Mi padre mejor conocido entre los nietos como el otro papá, era todo un personaje. Quería mucho a sus nietos y nietas, pero la verdad es que Pelitos era su adoración.

Tenía una memoria fatal para recordar los nombres de las personas, por lo que al saludar a una dama le decía -mi estimada señora y a un caballero -mi querido viejito.

Siempre vistió con gran elegancia, el color del traje debía combinar con el color de la corbata, sus camisas debían tener cuellos y puños almidonados.

Era banquero de profesión y padre y abuelo de vocación. A cada una de sus hijas le puso un sobrenombre y desde entonces yo soy Kenya, ya ni me acuerdo que me llamo María Eugenia.

Todos los días que leía el periódico Novedades, recortaba fotos y caricaturas y les escribía el nombre al que iba dirigido, era siempre acertado en sus comentarios.

Cuando se jubiló disfrutaba enormemente de hacer cuánta cosa se le ocurría en la casa de Petén: hizo libreros, cambiaba focos, ponía nuevos cordones a las persianas; tomaba nota de lo que hacía falta e iba al centro a comprarlo.

Jugaba tenis, nadaba, nos contaba cuentos en los que los personajes eran sus hijas y escuchaba con nosotras por la radio el programa de Cri-Cri.

Los domingos prendía la radio a todo volumen con el fin de despertarnos, seguramente nos habíamos ido de antro y no nos queríamos levantar.

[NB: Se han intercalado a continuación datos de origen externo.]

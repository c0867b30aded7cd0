use std::f64::consts::FRAC_PI_3;

use rand::Rng;
use ratatui::style::Color;

use crate::{
    color::{rgb, to_css},
    effects::{
        is_dark, jitter, pick, random_angle, Effect, EffectKind, EffectRng, Intensity,
        SpawnContext,
    },
    engine::{Acquirer, ArcPath, Particle, ParticleData},
    error::Error,
    geometry::Point,
    surface::{fill_circle, DrawingContext, LineCap, LineJoin},
};

const PALETTE_DARK: [Color; 4] = [rgb(0xFFFFFF), rgb(0x67E8F9), rgb(0xA5F3FC), rgb(0xE0F2FE)];
const PALETTE_LIGHT: [Color; 4] = [rgb(0x1E40AF), rgb(0x3B82F6), rgb(0x6366F1), rgb(0x7C3AED)];

const CORE_DARK: Color = rgb(0xFFFFFF);
const CORE_LIGHT: Color = rgb(0x1E3A8A);

/// Radius of the spark dots drawn on bolt joints.
const SPARK_RADIUS: f64 = 1.5;

/// Short zigzag lightning bolts that crackle in place and fade fast.
#[derive(Debug, Clone, Copy, Default)]
pub struct Electric;

/// Builds a bolt of `segments` segments starting at the origin.
fn zigzag(rng: &mut EffectRng, segments: usize) -> ArcPath {
    let mut path = ArcPath::default();
    let mut angle = random_angle(rng);
    for _ in 0..segments {
        let length = rng.random_range(8.0..15.0);
        angle += jitter(rng, FRAC_PI_3);
        let last = path.last();
        let next = Point::new(last.x + angle.cos() * length, last.y + angle.sin() * length);
        if !path.push(next) {
            break;
        }
    }
    path
}

/// Whether a spark is drawn on joint `joint` at frame `age`.
///
/// Flickers the sparks without drawing randomness while rendering.
fn spark_visible(age: u32, joint: usize) -> bool {
    (age as usize + joint * 3) % 5 < 2
}

fn trace(ctx: &mut dyn DrawingContext, p: &Particle, path: &ArcPath) {
    ctx.begin_path();
    for (i, point) in path.points().iter().enumerate() {
        if i == 0 {
            ctx.move_to(p.x + point.x, p.y + point.y);
        } else {
            ctx.line_to(p.x + point.x, p.y + point.y);
        }
    }
    ctx.stroke();
}

impl Effect for Electric {
    fn kind(&self) -> EffectKind {
        EffectKind::Electric
    }

    fn spawn(
        &self,
        origin: Point,
        intensity: Intensity,
        context: Option<&SpawnContext>,
        rng: &mut EffectRng,
        acquirer: &mut Acquirer<'_>,
    ) {
        let count = intensity.scale_count(rng, 2.0, 2.0);
        let dark = is_dark(context);
        let (palette, core) = if dark {
            (&PALETTE_DARK, CORE_DARK)
        } else {
            (&PALETTE_LIGHT, CORE_LIGHT)
        };
        for _ in 0..count {
            let Some(p) = acquirer.acquire() else {
                return;
            };
            let segments = rng.random_range(5..9);
            let path = zigzag(rng, segments);
            p.launch(origin, (0.0, 0.0), rng.random_range(8..16));
            p.size = 1.0;
            p.color = pick(rng, palette);
            p.data = ParticleData::Electric { path, core };
        }
    }

    fn update(&self, p: &mut Particle, rng: &mut EffectRng) {
        p.alpha = 1.0 - p.progress();
        if let ParticleData::Electric { ref mut path, .. } = p.data {
            for point in path.points_mut().iter_mut().skip(1) {
                point.x += jitter(rng, 2.0);
                point.y += jitter(rng, 2.0);
            }
        }
    }

    fn render(&self, ctx: &mut dyn DrawingContext, p: &Particle) -> Result<(), Error> {
        let ParticleData::Electric { ref path, core } = p.data else {
            return Ok(());
        };
        let points = path.points();
        if points.len() < 2 {
            return Ok(());
        }
        let core = to_css(core);

        ctx.save();
        ctx.set_line_cap(LineCap::Round);
        ctx.set_line_join(LineJoin::Round);

        ctx.set_global_alpha(p.alpha * 0.3);
        ctx.set_stroke_color(&to_css(p.color));
        ctx.set_line_width(4.0);
        trace(ctx, p, path);

        ctx.set_global_alpha(p.alpha);
        ctx.set_stroke_color(&core);
        ctx.set_line_width(1.5);
        trace(ctx, p, path);

        ctx.set_fill_color(&core);
        ctx.set_global_alpha(p.alpha * 0.8);
        let mut result = Ok(());
        for (joint, point) in points.iter().enumerate().take(points.len() - 1).skip(1) {
            if spark_visible(p.age, joint) {
                result = fill_circle(ctx, p.x + point.x, p.y + point.y, SPARK_RADIUS);
                if result.is_err() {
                    break;
                }
            }
        }
        ctx.restore();
        result
    }
}

#[cfg(test)]
mod tests {
    use rand::SeedableRng;

    use super::*;
    use crate::effects::testing::{run_to_completion, spawn_into_pool};

    #[test]
    fn test_zigzag_segments() {
        let mut rng = EffectRng::seed_from_u64(5);
        for segments in 5..9 {
            let path = zigzag(&mut rng, segments);
            assert_eq!(path.points().len(), segments + 1);
            assert_eq!(path.points()[0], Point::default());
            for pair in path.points().windows(2) {
                let length = (pair[1].x - pair[0].x).hypot(pair[1].y - pair[0].y);
                assert!((8.0 - 1e-9..15.0).contains(&length));
            }
        }
    }

    #[test]
    fn test_core_color_follows_background() {
        let dark = SpawnContext {
            dark_background: true,
            ..Default::default()
        };
        let pool = spawn_into_pool(&Electric, 300, 1.0, Some(&dark));
        assert!(pool.active_count() >= 2);
        for p in pool.iter_active() {
            assert!(matches!(p.data, ParticleData::Electric { core, .. } if core == CORE_DARK));
            assert!(PALETTE_DARK.contains(&p.color));
            assert!((8..16).contains(&p.lifetime));
        }
        let pool = spawn_into_pool(&Electric, 300, 1.0, None);
        for p in pool.iter_active() {
            assert!(matches!(p.data, ParticleData::Electric { core, .. } if core == CORE_LIGHT));
        }
    }

    #[test]
    fn test_origin_stays_pinned() {
        let mut pool = spawn_into_pool(&Electric, 300, 1.0, None);
        let ctx = run_to_completion(&Electric, &mut pool);
        for p in pool.iter_active() {
            let ParticleData::Electric { ref path, .. } = p.data else {
                panic!("unexpected data {:?}", p.data);
            };
            assert_eq!(path.points()[0], Point::default());
            assert_eq!((p.x, p.y), (100.0, 100.0));
        }
        assert_eq!(ctx.count("stroke"), 2 * ctx.count("save"));
    }
}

Mi abuela, la tía Lupe y Licho comían con nosotros en la casa de Peten. A las cuatro de la tarde en punto comenzaba la corrida de toros y la tía Lupe sentada junto a la radio la escuchaba; en ese momento se hacía silencio sepulcral, como ella era sorda no podíamos hablar fuerte, ni pelearnos. El comentarista de la época se llamaba Paco Malgesto quien conforme iba pasando la tarde de seguro tomaba tanta cerveza llegando el momento en que ya no se le entendía lo que decía.

A las seis de la tarde comenzaban los preparativos para irnos a casa de la abuela a ver en la televisión el programa de Cachirulo presentado por el trenecito del Chocolate Express, qué alegre y presuroso iba por las vías haciendo Chu-cu Chu-cu Express.

Como todos los caballeros de antaño usaba un pañuelo de lino bordado con sus iniciales J.V.L.G . Otro guardado en la bolsa del pantalón y lo mismo nos limpiaba la sangre de un raspón que los mocos y las lágrimas de cocodrilo.

Le gustaba viajar, siempre nos acompañaba en las vacaciones y lo mismo disfrutaba un campamento como llegar a hotel. Viajo por Europa, Asia y Norteamérica y nos traía regalos de cada ciudad que visitaba.

Tenía ese don maravilloso de dar y lo disfrutaba de verdad.

El día en que murió, todos reunidos alrededor de sus cenizas, entre flores y lágrimas, escuchamos a Bebeto, el Pelitos de su adoración, que leyó un poema que le escribió a su otro papá.